Sometimes, it’s better to settle than to fight. If a case is pretty clear and the potential liability small, it makes sense to pony up the settlement money.

Otherwise, a court may punish bullheadedness with a large award for attorneys’ fees.

Recent case: Robert Johnson claimed he was fired from his job for complaining about wage-and-hour violations. Johnson had worked at a Domino’s Pizza store.

During pretrial procedures, it became clear that the most Johnson was owed was a few thousand dollars. That was because he had quickly landed another job, cutting off back pay. In addition, it turned out that he had lied to Domino’s about his criminal record, which cut off future liability.

Johnson’s attorney wanted to settle, but Domino’s insisted on a three-day jury trial.
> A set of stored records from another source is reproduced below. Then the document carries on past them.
// SPDX-FileCopyrightText: 2026 Civic Contributors
// SPDX-License-Identifier: MIT OR Apache-2.0

//! Error types for the Civic ingestion core.

use thiserror::Error;

use crate::types::DataType;

/// The primary error type used across plugin traits, storage, and the sync engine.
#[derive(Debug, Error)]
pub enum CivicError {
    /// Application configuration errors (bad values, missing selections).
    #[error("configuration error: {0}")]
    Config(String),

    /// A plugin descriptor file could not be parsed as JSON or TOML.
    #[error("failed to parse plugin descriptor {file}: {message}")]
    Parse { file: String, message: String },

    /// A plugin descriptor parsed but is structurally invalid.
    #[error("invalid plugin descriptor {file}: {detail}")]
    Validation { file: String, detail: String },

    /// A plugin could not be instantiated or initialized.
    #[error("failed to load plugin {name}: {message}")]
    PluginLoad { name: String, message: String },

    /// A provider rejected a fetch call.
    #[error("{plugin} failed to fetch {data_type}: {message}")]
    Fetch {
        plugin: String,
        data_type: DataType,
        message: String,
    },

    /// Storage backend errors (connection, query failure, serialization).
    #[error("storage error: {source}")]
    Storage {
        source: Box<dyn std::error::Error + Send + Sync>,
    },

    /// A plugin was used before `initialize` succeeded.
    #[error("plugin {0} is not initialized")]
    NotInitialized(String),

    /// Internal or unexpected errors.
    #[error("internal error: {0}")]
    Internal(String),
}

impl CivicError {
    /// Shorthand for a fetch failure raised by a provider.
    pub fn fetch(plugin: impl Into<String>, data_type: DataType, message: impl Into<String>) -> Self {
        CivicError::Fetch {
            plugin: plugin.into(),
            data_type,
            message: message.into(),
        }
    }
}

impl From<serde_json::Error> for CivicError {
    fn from(e: serde_json::Error) -> Self {
        CivicError::Internal(format!("json: {e}"))
    }
}

#[cfg(test)]
mod tests {
    use super::*;

    #[test]
    fn validation_error_names_file_and_path() {
        let err = CivicError::Validation {
            file: "plugins/ca.json".into(),
            detail: "dataSources[2] missing field url".into(),
        };
        let msg = err.to_string();
        assert!(msg.contains("plugins/ca.json"));
        assert!(msg.contains("dataSources[2] missing field url"));
    }

    #[test]
    fn fetch_error_mentions_data_type() {
        let err = CivicError::fetch("california", DataType::Meetings, "HTTP 503");
        assert_eq!(err.to_string(), "california failed to fetch meetings: HTTP 503");
    }
}
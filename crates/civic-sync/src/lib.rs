// SPDX-FileCopyrightText: 2026 Civic Contributors
// SPDX-License-Identifier: MIT OR Apache-2.0

//! Sync engine for the Civic ingestion core.
//!
//! Startup wiring ([`bootstrap`]), reconciliation of plugin output into a
//! record store ([`SyncEngine`]), paginated read accessors, and a scheduled
//! runner ([`SyncRunner`]).

pub mod bootstrap;
pub mod engine;
pub mod reads;
pub mod runner;

pub use bootstrap::{Bootstrap, SlotOutcome, StartupReport, bootstrap, select_region};
pub use engine::{NO_LOCAL_PLUGIN, SyncEngine};
pub use runner::SyncRunner;
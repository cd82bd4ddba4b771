// SPDX-FileCopyrightText: 2026 Civic Contributors
// SPDX-License-Identifier: MIT OR Apache-2.0

//! Region plugin capability contract.

use async_trait::async_trait;

use crate::descriptor::{DataSource, DeclarativeRegionConfig};
use crate::error::CivicError;
use crate::records::{CampaignFinanceData, Meeting, Proposition, Representative};
use crate::types::{DataType, PluginHealth, RegionInfo};

/// A regional civic data provider.
///
/// Required methods cover identity, lifecycle, health, and the three basic
/// fetches. Optional capabilities are exposed through accessor methods that
/// return `None` by default; callers dispatch by checking for the capability
/// rather than by type.
#[async_trait]
pub trait RegionPlugin: Send + Sync + 'static {
    /// Descriptor name of this plugin instance.
    fn name(&self) -> &str;

    fn version(&self) -> &str;

    fn region_info(&self) -> RegionInfo;

    /// Data types this plugin can produce, in sync order.
    fn supported_data_types(&self) -> Vec<DataType>;

    async fn fetch_propositions(&self) -> Result<Vec<Proposition>, CivicError>;

    async fn fetch_meetings(&self) -> Result<Vec<Meeting>, CivicError>;

    async fn fetch_representatives(&self) -> Result<Vec<Representative>, CivicError>;

    /// Campaign finance capability, when the provider has one.
    fn campaign_finance(&self) -> Option<&dyn CampaignFinanceSource> {
        None
    }

    /// Prepare the plugin for fetching. Called once per registration.
    async fn initialize(&self, config: Option<&DeclarativeRegionConfig>) -> Result<(), CivicError>;

    async fn health_check(&self) -> Result<PluginHealth, CivicError>;

    /// Release held resources. Called when the plugin leaves its slot.
    async fn destroy(&self) -> Result<(), CivicError>;
}

/// Optional capability: campaign finance bundles.
#[async_trait]
pub trait CampaignFinanceSource: Send + Sync {
    async fn fetch_campaign_finance(&self) -> Result<CampaignFinanceData, CivicError>;
}

/// Opaque upstream retrieval for declarative plugins.
///
/// Implementations own transport, scraping, and retry policy. Each returned
/// value is one upstream item; campaign finance sources return bundles shaped
/// like [`CampaignFinanceData`].
#[async_trait]
pub trait SourceFetcher: Send + Sync + 'static {
    async fn fetch(&self, source: &DataSource) -> Result<Vec<serde_json::Value>, CivicError>;
}
// SPDX-FileCopyrightText: 2026 Civic Contributors
// SPDX-License-Identifier: MIT OR Apache-2.0

//! Embedded database migrations using refinery.
//!
//! SQL migration files are compiled into the binary at build time via
//! `embed_migrations!`. Migrations run automatically on database open.

use civic_core::CivicError;

mod embedded {
    use refinery::embed_migrations;
    embed_migrations!("migrations");
}

/// Run all pending migrations against the given connection.
///
/// Refinery tracks applied migrations in its own `refinery_schema_history` table.
pub fn run_migrations(conn: &mut rusqlite::Connection) -> Result<(), CivicError> {
    let report = embedded::migrations::runner()
        .run(conn)
        .map_err(|e| CivicError::Storage {
            source: Box::new(e),
        })?;
    for migration in report.applied_migrations() {
        tracing::info!(
            version = migration.version(),
            name = migration.name(),
            "applied database migration"
        );
    }
    Ok(())
}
It lost and Johnson was awarded $1,000 in back pay, plus $4,000 in punitive damages, doubled for a total of $10,000.

Domino’s appealed and lost. And Johnson’s attorney became entitled to attorneys’ fees for all the work he had done on the case, which he claimed was worth more than $100,000.

The 7th Circuit said that because Domino’s persisted in demanding a trial and appeal, it had only itself to blame. Once it understood its liability was around $1,000, it should have offered to settle. The case was remanded for a calculation of how much the attorneys’ fees should be. (Johnson v. GDF, Inc., No. 11-1934, 7th Cir., 2012)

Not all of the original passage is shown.